In terms of design, I'm considering accessing it directly based on this answer, but I feel it would break the DDD design in my case since it involves business logic that belongs in the parent.

1 answer

  • answered 2018-10-11 22:55 Steve Py

    I wouldn't attempt logic like this from within an entity. "Children" is either eagerly loaded as a list at the time that the parent is read, or it is lazy loaded within the scope of the context when referenced.

    When you attempt:

    var itensToRemove = Children
                .Where(x => x.SomeProperty == someProperty)
                .ToList(); 
    

    ... this lazy-loads all children for the parent prior to the Where condition executing. If this is running across many parents or large sets of children it will be very inefficient.

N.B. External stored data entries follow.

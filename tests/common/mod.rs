//! Shared fixtures for sync integration tests

#![allow(dead_code)]

use airsync::adapters::database::{Store, StoreCounts, WriteOutcome};
use airsync::adapters::memory::MemoryStore;
use airsync::adapters::openaq::{DataSource, Endpoint, Page, PageCursor, PageRequest};
use airsync::config::AlertsConfig;
use airsync::core::sync::{RetryPolicy, SyncOptions};
use airsync::domain::{
    AlertRule, FetchError, Measurement, MonitoringSite, Pollutant, PollutantCode, Region,
    Result as StoreResult, SiteAlert, SiteCode, StoreError, StreamKey,
};
use async_trait::async_trait;
use chrono::{DateTime, Duration, Utc};
use serde_json::{json, Value};
use std::sync::atomic::{AtomicUsize, Ordering};
use std::sync::{Arc, Mutex};
use std::time::Duration as StdDuration;
use tokio::sync::watch;

/// In-process stand-in for the OpenAQ API
///
/// Serves fixed record lists page by page through [`Page::from_body`],
/// filters measurements by `since`, and can fail or request shutdown on
/// chosen pages.
#[derive(Default)]
pub struct ScriptedSource {
    locations: Mutex<Vec<Value>>,
    measurements: Mutex<Vec<Value>>,
    failures: Mutex<Vec<(Endpoint, u32, FetchError)>>,
    cancel_after: Mutex<Option<(Endpoint, u32, watch::Sender<bool>)>>,
    requests: Mutex<Vec<PageRequest>>,
}

impl ScriptedSource {
    pub fn new(locations: Vec<Value>, measurements: Vec<Value>) -> Arc<Self> {
        let source = Self::default();
        *source.locations.lock().unwrap() = locations;
        *source.measurements.lock().unwrap() = measurements;
        Arc::new(source)
    }

    pub fn set_measurements(&self, measurements: Vec<Value>) {
        *self.measurements.lock().unwrap() = measurements;
    }

    /// Fails the next request for `page` of `endpoint` with `error`
    pub fn fail(&self, endpoint: Endpoint, page: u32, error: FetchError) {
        self.failures.lock().unwrap().push((endpoint, page, error));
    }

    /// Requests shutdown right after serving `page` of `endpoint`
    pub fn cancel_after(&self, endpoint: Endpoint, page: u32, shutdown: watch::Sender<bool>) {
        *self.cancel_after.lock().unwrap() = Some((endpoint, page, shutdown));
    }

    pub fn requests_for(&self, endpoint: Endpoint) -> Vec<PageRequest> {
        self.requests
            .lock()
            .unwrap()
            .iter()
            .filter(|r| r.endpoint == endpoint)
            .cloned()
            .collect()
    }
}

fn observed_at(record: &Value) -> Option<DateTime<Utc>> {
    let raw = record.get("date")?.get("utc")?.as_str()?;
    DateTime::parse_from_rfc3339(raw)
        .ok()
        .map(|ts| ts.with_timezone(&Utc))
}

#[async_trait]
impl DataSource for ScriptedSource {
    async fn fetch_page(&self, request: &PageRequest) -> Result<Page, FetchError> {
        self.requests.lock().unwrap().push(request.clone());
        let page = match request.cursor {
            PageCursor::Number(n) => n,
            PageCursor::Token(_) => panic!("scripted source only pages by number"),
        };

        {
            let mut failures = self.failures.lock().unwrap();
            if let Some(pos) = failures
                .iter()
                .position(|(endpoint, p, _)| *endpoint == request.endpoint && *p == page)
            {
                return Err(failures.remove(pos).2);
            }
        }

        let records: Vec<Value> = match request.endpoint {
            Endpoint::Locations => self.locations.lock().unwrap().clone(),
            Endpoint::Measurements => self
                .measurements
                .lock()
                .unwrap()
                .iter()
                .filter(|m| match (request.since, observed_at(m)) {
                    (Some(since), Some(ts)) => ts >= since,
                    _ => true,
                })
                .cloned()
                .collect(),
        };
        let start = (page as usize - 1) * request.limit;
        let results: Vec<Value> = records
            .into_iter()
            .skip(start)
            .take(request.limit)
            .collect();

        if let Some((endpoint, p, shutdown)) = self.cancel_after.lock().unwrap().as_ref() {
            if *endpoint == request.endpoint && *p == page {
                let _ = shutdown.send(true);
            }
        }

        Page::from_body(
            request,
            json!({ "meta": { "page": page, "limit": request.limit }, "results": results }),
        )
    }
}

/// [`MemoryStore`] that loses its connection at a chosen measurement insert
///
/// Calls before the `fail_from`-th `insert_measurement` succeed; that call
/// and every later one return [`StoreError::Unavailable`]. Everything else
/// delegates to the wrapped store.
pub struct FlakyStore {
    inner: Arc<MemoryStore>,
    fail_from: usize,
    inserts: AtomicUsize,
}

impl FlakyStore {
    pub fn new(inner: Arc<MemoryStore>, fail_from: usize) -> Arc<Self> {
        Arc::new(Self {
            inner,
            fail_from,
            inserts: AtomicUsize::new(0),
        })
    }
}

#[async_trait]
impl Store for FlakyStore {
    fn backend_name(&self) -> &'static str {
        "flaky"
    }

    async fn test_connection(&self) -> StoreResult<()> {
        self.inner.test_connection().await
    }

    async fn ensure_schema(&self) -> StoreResult<()> {
        self.inner.ensure_schema().await
    }

    async fn upsert_region(&self, region: &Region) -> StoreResult<WriteOutcome> {
        self.inner.upsert_region(region).await
    }

    async fn upsert_site(&self, site: &MonitoringSite) -> StoreResult<WriteOutcome> {
        self.inner.upsert_site(site).await
    }

    async fn ensure_pollutant(&self, pollutant: &Pollutant) -> StoreResult<WriteOutcome> {
        self.inner.ensure_pollutant(pollutant).await
    }

    async fn insert_measurement(&self, measurement: &Measurement) -> StoreResult<WriteOutcome> {
        let call = self.inserts.fetch_add(1, Ordering::SeqCst) + 1;
        if call >= self.fail_from {
            return Err(StoreError::Unavailable("connection reset".to_string()).into());
        }
        self.inner.insert_measurement(measurement).await
    }

    async fn site_codes(&self) -> StoreResult<Vec<SiteCode>> {
        self.inner.site_codes().await
    }

    async fn site_name(&self, code: &SiteCode) -> StoreResult<Option<String>> {
        self.inner.site_name(code).await
    }

    async fn latest_observed_at(&self, stream: &StreamKey) -> StoreResult<Option<DateTime<Utc>>> {
        self.inner.latest_observed_at(stream).await
    }

    async fn measurements_since(&self, since: DateTime<Utc>) -> StoreResult<Vec<Measurement>> {
        self.inner.measurements_since(since).await
    }

    async fn latest_measurements(&self, limit: usize) -> StoreResult<Vec<Measurement>> {
        self.inner.latest_measurements(limit).await
    }

    async fn active_rules_for(
        &self,
        site: &SiteCode,
        pollutant: &PollutantCode,
    ) -> StoreResult<Vec<AlertRule>> {
        self.inner.active_rules_for(site, pollutant).await
    }

    async fn alert_rules(&self) -> StoreResult<Vec<AlertRule>> {
        self.inner.alert_rules().await
    }

    async fn insert_alert_rule(&self, rule: &AlertRule) -> StoreResult<WriteOutcome> {
        self.inner.insert_alert_rule(rule).await
    }

    async fn record_alert(
        &self,
        rule: &AlertRule,
        measurement: &Measurement,
    ) -> StoreResult<WriteOutcome> {
        self.inner.record_alert(rule, measurement).await
    }

    async fn active_alerts(&self) -> StoreResult<Vec<SiteAlert>> {
        self.inner.active_alerts().await
    }

    async fn counts(&self) -> StoreResult<StoreCounts> {
        self.inner.counts().await
    }
}

pub fn location(id: u64, city: &str) -> Value {
    json!({
        "id": id,
        "name": format!("Station {id}"),
        "city": city,
        "country": { "code": "DE", "name": "Germany" },
        "coordinates": { "latitude": 52.5, "longitude": 13.4 }
    })
}

pub fn measurement(site: u64, parameter: &str, value: f64, at: DateTime<Utc>) -> Value {
    json!({
        "locationId": site,
        "parameter": parameter,
        "value": value,
        "unit": "µg/m³",
        "date": { "utc": at.to_rfc3339() }
    })
}

/// Whole seconds, `hours` before now
pub fn hours_ago(hours: i64) -> DateTime<Utc> {
    let now = Utc::now().timestamp();
    DateTime::from_timestamp(now - hours * 3600, 0).unwrap()
}

pub fn options(page_limit: usize) -> SyncOptions {
    SyncOptions {
        page_limit,
        lookback: Duration::days(7),
        stream: StreamKey::default(),
        retry: RetryPolicy {
            max_attempts: 3,
            initial_delay: StdDuration::from_millis(1),
            max_delay: StdDuration::from_millis(5),
            backoff_multiplier: 2.0,
            jitter: false,
        },
        alerts: AlertsConfig::default(),
    }
}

    Entities are not business logic, they are data. If you have a requirement like an action to remove all matching children from a parent entity, or from several/all parent entities, then this should be handled at a service or repository level to encapsulate the business logic and use the entities as a representation of the data.

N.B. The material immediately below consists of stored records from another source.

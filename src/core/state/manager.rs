//! Watermark lookup over the store

use crate::adapters::database::Store;
use crate::core::state::watermark::Watermark;
use crate::domain::{Result, StreamKey};
use chrono::{DateTime, Duration, Utc};
use std::sync::Arc;

/// Derives watermarks and fetch windows from stored measurements
pub struct WatermarkStore {
    store: Arc<dyn Store>,
}

impl WatermarkStore {
    pub fn new(store: Arc<dyn Store>) -> Self {
        Self { store }
    }

    /// Latest stored observation time for `stream`
    ///
    /// # Errors
    ///
    /// Returns a store error if the lookup fails.
    pub async fn current_watermark(&self, stream: &StreamKey) -> Result<Watermark> {
        let observed_at = self.store.latest_observed_at(stream).await?;
        Ok(Watermark::new(stream.clone(), observed_at))
    }

    /// Inclusive lower bound for the next measurement fetch
    ///
    /// The watermark itself when one exists, otherwise `now - lookback`.
    /// Records at exactly the watermark are fetched again and resolve to
    /// duplicates, so nothing observed at that instant is lost.
    pub async fn fetch_window_start(
        &self,
        stream: &StreamKey,
        lookback: Duration,
    ) -> Result<(Watermark, DateTime<Utc>)> {
        let watermark = self.current_watermark(stream).await?;
        let start = window_start(&watermark, lookback, Utc::now());
        Ok((watermark, start))
    }
}

fn window_start(watermark: &Watermark, lookback: Duration, now: DateTime<Utc>) -> DateTime<Utc> {
    watermark.observed_at.unwrap_or_else(|| {
        now.checked_sub_signed(lookback)
            .unwrap_or(DateTime::<Utc>::MIN_UTC)
    })
}

#[cfg(test)]
mod tests {
    use super::*;
    use crate::adapters::memory::MemoryStore;
    use chrono::TimeZone;

    #[test]
    fn test_window_start_uses_watermark() {
        let ts = Utc.with_ymd_and_hms(2024, 3, 1, 0, 0, 0).unwrap();
        let now = Utc.with_ymd_and_hms(2024, 6, 1, 0, 0, 0).unwrap();
        let watermark = Watermark::new(StreamKey::default(), Some(ts));

        assert_eq!(window_start(&watermark, Duration::days(7), now), ts);
    }

    #[test]
    fn test_window_start_falls_back_to_lookback() {
        let now = Utc.with_ymd_and_hms(2024, 6, 8, 0, 0, 0).unwrap();
        let watermark = Watermark::new(StreamKey::default(), None);

        assert_eq!(
            window_start(&watermark, Duration::days(7), now),
            Utc.with_ymd_and_hms(2024, 6, 1, 0, 0, 0).unwrap()
        );
    }

    #[test]
    fn test_window_start_saturates_on_oversized_lookback() {
        let now = Utc.with_ymd_and_hms(2024, 6, 8, 0, 0, 0).unwrap();
        let watermark = Watermark::new(StreamKey::default(), None);

        assert_eq!(
            window_start(&watermark, Duration::days(100_000_000), now),
            DateTime::<Utc>::MIN_UTC
        );
    }

    #[tokio::test]
    async fn test_empty_store_has_no_watermark() {
        let watermarks = WatermarkStore::new(Arc::new(MemoryStore::new()));
        let (watermark, start) = watermarks
            .fetch_window_start(&StreamKey::default(), Duration::days(7))
            .await
            .unwrap();

        assert!(watermark.is_empty());
        assert!(start < Utc::now());
    }
}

    For instance, given a parent ID to remove all children with a "childType" of "Answer". If a parent has a few children, and children are relatively small entities then you can load the parent with it's children eager loaded, and remove the applicable entities, then save the parent:

    var parent = context.Parents.Where(p => p.ParentId == parentId)
      .Include(p => p.Children)
      .Single();
    var childrenToRemove = parent.Children.Where(c => c.ChildType == "Answer").ToList();
    foreach (child in childrenToRemove)
       parent.Children.Remove(child);
    
    context.SaveChanges();
    

    If you are bulk removing children from many/all parents, or child entities are bulky in size, then I would consider keeping children as a top-level entity (with a DbSet in the context) and delete them directly. This is assuming that there is a 1-to-many relationship between parent and child (child contains a parentId) and child does not have any children itself:

    List<Child> childrenToDelete = new List<Child>();
    do
    {
      childrenToDelete = context.Children
        .Where(c => c.ChildType == "Answer")
        .Select(c => c.ChildId)
        .Take(1000)
        .ToList() // Execute the query to get our 1000 IDs. We need Linq2Obj references to continue.
        .Select(id => new Child { ChildId = id})
        .ToList();
    
       foreach(var child in childrenToDelete)
         context.Children.Attach(child);
    
       context.Children.RemoveRange(childrenToDelete);
       context.SaveChanges();
    } while (childrenToDelete.Any());
    

    The above loads applicable children IDs and compose/attach new child entity references using those IDs. This saves loading all child data to perform the removal. We load and delete in batches of 1000 to keep the transaction size reasonable. This also needs to be done with a "clean" context where parents/children haven't already been loaded as this would cause issues with Attach. This also needs considerations for error handling, and considerations about handling failures part way through as each batch of 1000 will be committed.

    If you're faced with children that have child references of their own then you can look at defining a context and entity model set specifically for this operation where the only data is the required references. (PKs and FKs) where you can load children and their related entities from the bounded context for the operation and issue the deletes. Again, if this is going to affect a large # of rows, pull the data in batches.

    The last alternative I can suggest is to utilize a stored procedure for the operation, then be sure that any loaded parent entities in the context are re-loaded.

    Hopefully that provides some ideas on how to handle your scenario.